Momen hari raya Iedul Fitri biasanya digunakan sebagai ajang bersilaturahmi diantara keluarga besar kita karena hanya di hari spesial itu, semua anggota keluarga mudah dikumpulkan dalam sebuah acara bersama.
Bercengkerama, bercanda, dan bertukar pengalaman, lazim terjadi di momentum pertemuan keluarga besar. Keakraban seolah menjadi barang mahal yang sulit didapatkan diluar hari raya Iedul Fitri. Namun dibalik suasana keakraban yang terjalin itu, kadang terselip rasa was-was dan khawatir di sebagian orang yang ikut berbaur di dalamnya. Hal itu biasanya terjadi pada orang yang belum menikah atau belum mendapatkan jodoh. Tak hanya itu, yang sudah berjodoh namun belum punya keturunan pun berpotensi untuk banyak diberondong pertanyaan.
Topik kapan menikah, kapan memiliki momongan, dan lain-lain, menunjukkan bahwa si penanya hanya memiliki wawasan yang sempit dan tak berempati kepada yang ditanya. Seolah tak ada topik lain yang dapat dijadikan bahan pertanyaan apa ?. Dan sayangnya, lemparan pertanyaan itu terkesan hanya basa-basi juga dan tidak ada ujung pangkalnya. Setelah selesai bertanya, tak ada upaya untuk membantu atau sekedar memberikan dukungan mental agar si penanya tetap tabah dalam menghadapi kenyataan. Toh, siapa sih yang tidak ingin lama-lama membujang. Tidak ada juga yang ingin bertahan berkeluarga namun tanpa anak sebagai penerus keturunan. Lagi pula, hampir jarang yang kemudian menunjukkan solusi atas masalah tersebut. Misal mencarikan jodoh yang terbaik, menunjukkan dokter ahli kandungan yang berpengalaman menangani pasangan yang belum memiliki momongan, dan seterusnya. Situasi itu mirip penonton sepak bola yang sok tahu gaya permainan di lapangan, yang hanya bisa berkoar-koar di bangku penonton, namun jika disuruh jadi pemain, ia ngga bakalan bisa melakukannya.

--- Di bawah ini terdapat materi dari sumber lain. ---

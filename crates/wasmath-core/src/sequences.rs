//! Factorial and Fibonacci numbers.
//!
//! Both are computed iteratively. For every input the results match the
//! textbook recursive definitions kept in [`naive`], including their base
//! cases for negative arguments (`factorial(n) = 1` and `fibonacci(n) = n`
//! for `n <= 1`) and two's-complement wrapping once the result no longer
//! fits in an [`Int`].

use crate::core::error::{ArithmeticError, Result};
use crate::core::types::{constants, Int};

/// `n!`, with `factorial(n) = 1` for every `n <= 1`.
///
/// Overflows wrap for `n > 12`.
pub fn factorial(n: Int) -> Int {
    if n <= 1 {
        return 1;
    }
    // 34! carries 2^32 as a factor, so every larger product wraps to 0.
    if n >= 34 {
        return 0;
    }
    (2..=n).fold(1, |acc: Int, i| acc.wrapping_mul(i))
}

/// The `n`-th Fibonacci number, with `fibonacci(n) = n` for every `n <= 1`.
///
/// Overflows wrap for `n > 46`.
pub fn fibonacci(n: Int) -> Int {
    if n <= 1 {
        return n;
    }
    let (mut prev, mut curr): (Int, Int) = (0, 1);
    for _ in 2..=n {
        let next = prev.wrapping_add(curr);
        prev = curr;
        curr = next;
    }
    curr
}

/// `n!` for `0 <= n <= 12`.
///
/// # Errors
///
/// [`ArithmeticError::NegativeInput`] for `n < 0` and
/// [`ArithmeticError::Overflow`] when `n!` exceeds `Int::MAX`.
pub fn checked_factorial(n: Int) -> Result<Int> {
    if n < 0 {
        log::warn!("factorial({}) rejected: negative input", n);
        return Err(ArithmeticError::negative_input("factorial", n));
    }
    (2..=n)
        .try_fold(1, |acc: Int, i| acc.checked_mul(i))
        .ok_or_else(|| {
            log::warn!(
                "factorial({}) overflows; largest supported input is {}",
                n,
                constants::FACTORIAL_MAX_INPUT
            );
            ArithmeticError::overflow("factorial", n)
        })
}

/// The `n`-th Fibonacci number for `0 <= n <= 46`.
///
/// # Errors
///
/// [`ArithmeticError::NegativeInput`] for `n < 0` and
/// [`ArithmeticError::Overflow`] when `F(n)` exceeds `Int::MAX`.
pub fn checked_fibonacci(n: Int) -> Result<Int> {
    if n < 0 {
        log::warn!("fibonacci({}) rejected: negative input", n);
        return Err(ArithmeticError::negative_input("fibonacci", n));
    }
    if n <= 1 {
        return Ok(n);
    }
    let (mut prev, mut curr): (Int, Int) = (0, 1);
    for _ in 2..=n {
        let next = prev.checked_add(curr).ok_or_else(|| {
            log::warn!(
                "fibonacci({}) overflows; largest supported input is {}",
                n,
                constants::FIBONACCI_MAX_INPUT
            );
            ArithmeticError::overflow("fibonacci", n)
        })?;
        prev = curr;
        curr = next;
    }
    Ok(curr)
}

/// Direct recursive definitions.
///
/// `fibonacci` here takes exponential time. It is the reference the
/// iterative versions are tested and benchmarked against.
pub mod naive {
    use crate::core::types::Int;

    /// Recursive `n!`, wrapping on overflow.
    pub fn factorial(n: Int) -> Int {
        if n <= 1 {
            return 1;
        }
        n.wrapping_mul(factorial(n - 1))
    }

    /// Doubly recursive Fibonacci, wrapping on overflow.
    pub fn fibonacci(n: Int) -> Int {
        if n <= 1 {
            return n;
        }
        fibonacci(n - 1).wrapping_add(fibonacci(n - 2))
    }
}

Maka berhati-hatilah dengan soal privasi orang. Jangan terlalu provokatif dalam melempar pertanyaan, apalagi cenderung menginterogasi dan memojokkan orang yang ditanya. Sebaiknya berintrospeksilah ke diri sendiri. Apakah yang bertanya tidak lebih baik dari yang ditanya ?. Apakah Anda yang sudah berkeluarga telah melaksanakan kewajiban dengan sempurna ?. Apa jadinya jika orang yang sudah menikah ternyata tidak juga menunjukkan tanda-tanda kebahagiaan, lalu buat apa juga mereka menikah. Bahkan mungkin mereka sendiri masih banyak didera sejumlah masalah besar dalam keluarganya. Koq dengan gaya sok bijak ingin memberi nasehat ke yang masih jomblo. Yang diperlukan adalah solusi riil dan bukan hanya “bacotan” yang mengarah pada unsur merendahkan atau meremehkan seseorang. Mengurus diri sendiri saja tidak bisa apalagi harus mengurus orang lain. “Bah, apa kata dunia ?!,” kata Nagabonar.
So, marilah kita sama-sama mengedepankan toleransi dan kasih sayang, termasuk dalam mengomentari nasib kehidupan seseorang. Bercanda boleh saja tapi jangan sampai melukai hati, termasuk membicarakan soal status jomblo atau belum punya momongan. Yang terbaik adalah memberikan hiburan agar orang lain ikut berbahagia. Atau memberi bantuan dalam bentuk jalan penyelesaian. Bukankah hal itu lebih baik daripada banyak omong tapi tak ada solusi yang dapat ditawarkan ?.